= Task description =
Reproduce the first line of the entries that follow and each later line, word for word, ending with the one containing "with custom configuration".

= Data shown =
※

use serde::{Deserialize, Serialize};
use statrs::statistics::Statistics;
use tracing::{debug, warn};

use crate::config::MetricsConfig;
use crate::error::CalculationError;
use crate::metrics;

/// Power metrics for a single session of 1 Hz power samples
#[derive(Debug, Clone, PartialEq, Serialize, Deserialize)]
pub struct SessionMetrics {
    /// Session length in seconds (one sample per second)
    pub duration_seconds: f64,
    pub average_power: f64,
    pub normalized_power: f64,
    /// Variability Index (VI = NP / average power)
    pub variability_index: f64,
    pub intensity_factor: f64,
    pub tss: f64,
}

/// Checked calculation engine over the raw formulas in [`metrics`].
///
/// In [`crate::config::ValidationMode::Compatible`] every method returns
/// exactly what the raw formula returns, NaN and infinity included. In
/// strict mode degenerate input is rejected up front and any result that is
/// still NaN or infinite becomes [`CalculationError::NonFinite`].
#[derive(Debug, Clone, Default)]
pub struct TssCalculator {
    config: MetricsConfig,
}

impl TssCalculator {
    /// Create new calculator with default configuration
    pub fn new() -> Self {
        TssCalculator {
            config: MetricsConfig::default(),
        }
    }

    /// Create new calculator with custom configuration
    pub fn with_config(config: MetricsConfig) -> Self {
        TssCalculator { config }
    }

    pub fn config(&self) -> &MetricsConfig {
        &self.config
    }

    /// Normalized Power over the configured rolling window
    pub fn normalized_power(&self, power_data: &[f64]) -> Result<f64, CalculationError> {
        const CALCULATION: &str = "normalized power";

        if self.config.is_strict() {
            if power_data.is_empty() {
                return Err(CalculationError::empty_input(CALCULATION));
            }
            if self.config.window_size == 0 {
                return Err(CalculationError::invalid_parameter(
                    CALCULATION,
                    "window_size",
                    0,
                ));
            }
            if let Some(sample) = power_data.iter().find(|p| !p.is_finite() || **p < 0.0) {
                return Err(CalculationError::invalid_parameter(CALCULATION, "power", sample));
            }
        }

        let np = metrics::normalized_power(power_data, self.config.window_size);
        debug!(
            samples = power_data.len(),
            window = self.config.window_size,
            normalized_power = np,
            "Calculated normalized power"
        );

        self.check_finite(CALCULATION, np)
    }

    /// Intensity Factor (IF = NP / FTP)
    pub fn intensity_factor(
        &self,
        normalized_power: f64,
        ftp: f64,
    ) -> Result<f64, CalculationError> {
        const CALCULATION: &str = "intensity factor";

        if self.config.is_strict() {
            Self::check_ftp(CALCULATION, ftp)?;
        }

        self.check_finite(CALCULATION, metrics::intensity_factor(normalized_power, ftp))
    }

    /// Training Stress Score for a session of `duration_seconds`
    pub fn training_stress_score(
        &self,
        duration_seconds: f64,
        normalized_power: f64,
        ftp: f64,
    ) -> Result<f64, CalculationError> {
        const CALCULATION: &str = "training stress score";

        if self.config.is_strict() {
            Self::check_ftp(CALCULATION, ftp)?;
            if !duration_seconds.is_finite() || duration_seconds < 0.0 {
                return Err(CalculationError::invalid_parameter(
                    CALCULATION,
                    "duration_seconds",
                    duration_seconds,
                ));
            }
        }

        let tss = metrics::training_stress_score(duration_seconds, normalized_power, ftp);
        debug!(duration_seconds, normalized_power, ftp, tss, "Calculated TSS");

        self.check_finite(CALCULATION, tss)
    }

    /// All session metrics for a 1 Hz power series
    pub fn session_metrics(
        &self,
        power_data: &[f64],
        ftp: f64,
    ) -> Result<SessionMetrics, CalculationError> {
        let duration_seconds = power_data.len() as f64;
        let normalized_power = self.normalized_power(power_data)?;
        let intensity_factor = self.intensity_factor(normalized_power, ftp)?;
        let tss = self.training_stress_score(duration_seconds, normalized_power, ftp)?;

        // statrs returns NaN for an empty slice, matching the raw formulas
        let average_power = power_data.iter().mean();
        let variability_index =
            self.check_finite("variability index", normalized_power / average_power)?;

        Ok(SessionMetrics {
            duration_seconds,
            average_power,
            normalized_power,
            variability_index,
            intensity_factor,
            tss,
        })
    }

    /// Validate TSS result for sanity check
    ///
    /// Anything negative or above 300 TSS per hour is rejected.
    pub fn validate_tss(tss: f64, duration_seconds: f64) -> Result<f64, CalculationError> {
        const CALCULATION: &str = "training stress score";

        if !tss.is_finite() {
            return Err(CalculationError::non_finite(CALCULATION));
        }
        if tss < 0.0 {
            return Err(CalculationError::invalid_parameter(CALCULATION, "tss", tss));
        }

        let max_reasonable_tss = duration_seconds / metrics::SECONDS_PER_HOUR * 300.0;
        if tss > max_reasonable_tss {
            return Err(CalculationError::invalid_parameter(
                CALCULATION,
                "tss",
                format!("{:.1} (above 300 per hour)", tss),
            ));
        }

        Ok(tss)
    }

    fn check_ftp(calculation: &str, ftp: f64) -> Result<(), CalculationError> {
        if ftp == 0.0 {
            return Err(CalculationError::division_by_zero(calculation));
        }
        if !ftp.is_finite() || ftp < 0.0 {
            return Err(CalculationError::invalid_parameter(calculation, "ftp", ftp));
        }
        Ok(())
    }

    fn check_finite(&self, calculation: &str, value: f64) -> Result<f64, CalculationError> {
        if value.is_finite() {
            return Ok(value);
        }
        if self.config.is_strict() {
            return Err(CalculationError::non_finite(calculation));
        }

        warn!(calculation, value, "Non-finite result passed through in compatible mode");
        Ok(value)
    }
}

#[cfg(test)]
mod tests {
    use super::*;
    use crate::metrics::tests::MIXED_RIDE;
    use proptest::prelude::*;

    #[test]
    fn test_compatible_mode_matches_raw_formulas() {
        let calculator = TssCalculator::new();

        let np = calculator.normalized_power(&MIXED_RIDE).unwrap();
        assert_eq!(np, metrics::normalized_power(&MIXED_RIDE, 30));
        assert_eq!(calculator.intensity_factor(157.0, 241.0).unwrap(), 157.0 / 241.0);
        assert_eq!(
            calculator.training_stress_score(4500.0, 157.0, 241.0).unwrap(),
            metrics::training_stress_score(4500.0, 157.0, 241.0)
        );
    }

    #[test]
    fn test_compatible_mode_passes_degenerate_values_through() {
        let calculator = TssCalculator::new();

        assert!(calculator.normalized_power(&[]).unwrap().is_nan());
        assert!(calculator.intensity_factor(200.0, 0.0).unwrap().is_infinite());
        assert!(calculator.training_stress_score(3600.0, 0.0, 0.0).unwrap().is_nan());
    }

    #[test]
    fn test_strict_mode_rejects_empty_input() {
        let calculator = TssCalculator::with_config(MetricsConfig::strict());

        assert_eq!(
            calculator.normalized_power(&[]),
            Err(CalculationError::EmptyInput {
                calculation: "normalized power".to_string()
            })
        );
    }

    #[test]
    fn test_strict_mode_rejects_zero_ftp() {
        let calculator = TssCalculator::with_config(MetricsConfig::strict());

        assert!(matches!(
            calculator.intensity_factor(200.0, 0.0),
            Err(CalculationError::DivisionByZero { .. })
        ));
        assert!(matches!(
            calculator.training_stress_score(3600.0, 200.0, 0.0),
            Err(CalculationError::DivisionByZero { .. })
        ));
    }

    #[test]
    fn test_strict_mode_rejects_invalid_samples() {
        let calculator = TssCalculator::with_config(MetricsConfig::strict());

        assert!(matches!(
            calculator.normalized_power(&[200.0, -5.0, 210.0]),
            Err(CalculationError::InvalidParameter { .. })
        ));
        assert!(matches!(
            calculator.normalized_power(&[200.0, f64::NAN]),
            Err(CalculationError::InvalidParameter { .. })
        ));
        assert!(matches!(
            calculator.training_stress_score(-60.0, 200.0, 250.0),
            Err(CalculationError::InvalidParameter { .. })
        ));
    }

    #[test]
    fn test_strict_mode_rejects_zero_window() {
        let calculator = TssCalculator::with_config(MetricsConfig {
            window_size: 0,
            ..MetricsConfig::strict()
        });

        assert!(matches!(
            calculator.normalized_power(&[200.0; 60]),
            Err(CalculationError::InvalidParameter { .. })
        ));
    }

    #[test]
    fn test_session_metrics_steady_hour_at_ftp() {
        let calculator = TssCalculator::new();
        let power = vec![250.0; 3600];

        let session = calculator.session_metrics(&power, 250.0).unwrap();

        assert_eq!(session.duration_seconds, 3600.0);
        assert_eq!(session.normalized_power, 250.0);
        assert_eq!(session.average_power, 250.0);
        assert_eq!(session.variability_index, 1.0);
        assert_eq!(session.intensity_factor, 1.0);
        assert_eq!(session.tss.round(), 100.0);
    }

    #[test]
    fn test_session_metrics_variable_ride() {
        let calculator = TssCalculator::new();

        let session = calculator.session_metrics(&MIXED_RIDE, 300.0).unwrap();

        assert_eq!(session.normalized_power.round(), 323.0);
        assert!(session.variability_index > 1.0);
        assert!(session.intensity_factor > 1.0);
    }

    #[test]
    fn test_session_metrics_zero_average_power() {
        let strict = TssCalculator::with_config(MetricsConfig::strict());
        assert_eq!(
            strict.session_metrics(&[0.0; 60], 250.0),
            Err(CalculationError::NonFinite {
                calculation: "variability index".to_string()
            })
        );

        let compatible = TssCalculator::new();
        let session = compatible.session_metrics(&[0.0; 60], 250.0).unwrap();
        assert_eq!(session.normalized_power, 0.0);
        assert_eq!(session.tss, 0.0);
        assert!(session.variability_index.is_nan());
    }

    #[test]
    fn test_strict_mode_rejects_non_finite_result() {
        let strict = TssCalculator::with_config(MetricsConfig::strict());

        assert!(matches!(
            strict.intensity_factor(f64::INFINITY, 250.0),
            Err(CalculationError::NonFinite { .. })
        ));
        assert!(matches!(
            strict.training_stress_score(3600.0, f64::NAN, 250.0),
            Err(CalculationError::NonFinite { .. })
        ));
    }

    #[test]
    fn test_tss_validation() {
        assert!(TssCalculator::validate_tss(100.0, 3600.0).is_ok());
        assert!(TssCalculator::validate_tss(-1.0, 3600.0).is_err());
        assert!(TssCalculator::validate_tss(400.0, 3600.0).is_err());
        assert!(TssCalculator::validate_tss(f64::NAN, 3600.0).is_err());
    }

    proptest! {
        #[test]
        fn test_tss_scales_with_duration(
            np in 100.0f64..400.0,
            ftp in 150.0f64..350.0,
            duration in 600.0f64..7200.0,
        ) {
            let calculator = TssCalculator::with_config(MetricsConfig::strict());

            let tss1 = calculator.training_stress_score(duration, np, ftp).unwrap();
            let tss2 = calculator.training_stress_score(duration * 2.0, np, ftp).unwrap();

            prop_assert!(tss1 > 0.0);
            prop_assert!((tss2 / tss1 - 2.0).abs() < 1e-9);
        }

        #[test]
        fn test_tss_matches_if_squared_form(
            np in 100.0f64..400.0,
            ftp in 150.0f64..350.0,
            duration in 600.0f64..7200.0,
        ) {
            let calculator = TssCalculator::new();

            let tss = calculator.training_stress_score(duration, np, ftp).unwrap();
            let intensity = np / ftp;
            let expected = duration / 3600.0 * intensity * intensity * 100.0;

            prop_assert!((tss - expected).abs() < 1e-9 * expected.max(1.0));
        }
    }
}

※

= Solved exercise =
use serde::{Deserialize, Serialize};
use statrs::statistics::Statistics;
use tracing::{debug, warn};

use crate::config::MetricsConfig;
use crate::error::CalculationError;
use crate::metrics;

/// Power metrics for a single session of 1 Hz power samples
#[derive(Debug, Clone, PartialEq, Serialize, Deserialize)]
pub struct SessionMetrics {
    /// Session length in seconds (one sample per second)
    pub duration_seconds: f64,
    pub average_power: f64,
    pub normalized_power: f64,
    /// Variability Index (VI = NP / average power)
    pub variability_index: f64,
    pub intensity_factor: f64,
    pub tss: f64,
}

/// Checked calculation engine over the raw formulas in [`metrics`].
///
/// In [`crate::config::ValidationMode::Compatible`] every method returns
/// exactly what the raw formula returns, NaN and infinity included. In
/// strict mode degenerate input is rejected up front and any result that is
/// still NaN or infinite becomes [`CalculationError::NonFinite`].
#[derive(Debug, Clone, Default)]
pub struct TssCalculator {
    config: MetricsConfig,
}

impl TssCalculator {
    /// Create new calculator with default configuration
    pub fn new() -> Self {
        TssCalculator {
            config: MetricsConfig::default(),
        }
    }

    /// Create new calculator with custom configuration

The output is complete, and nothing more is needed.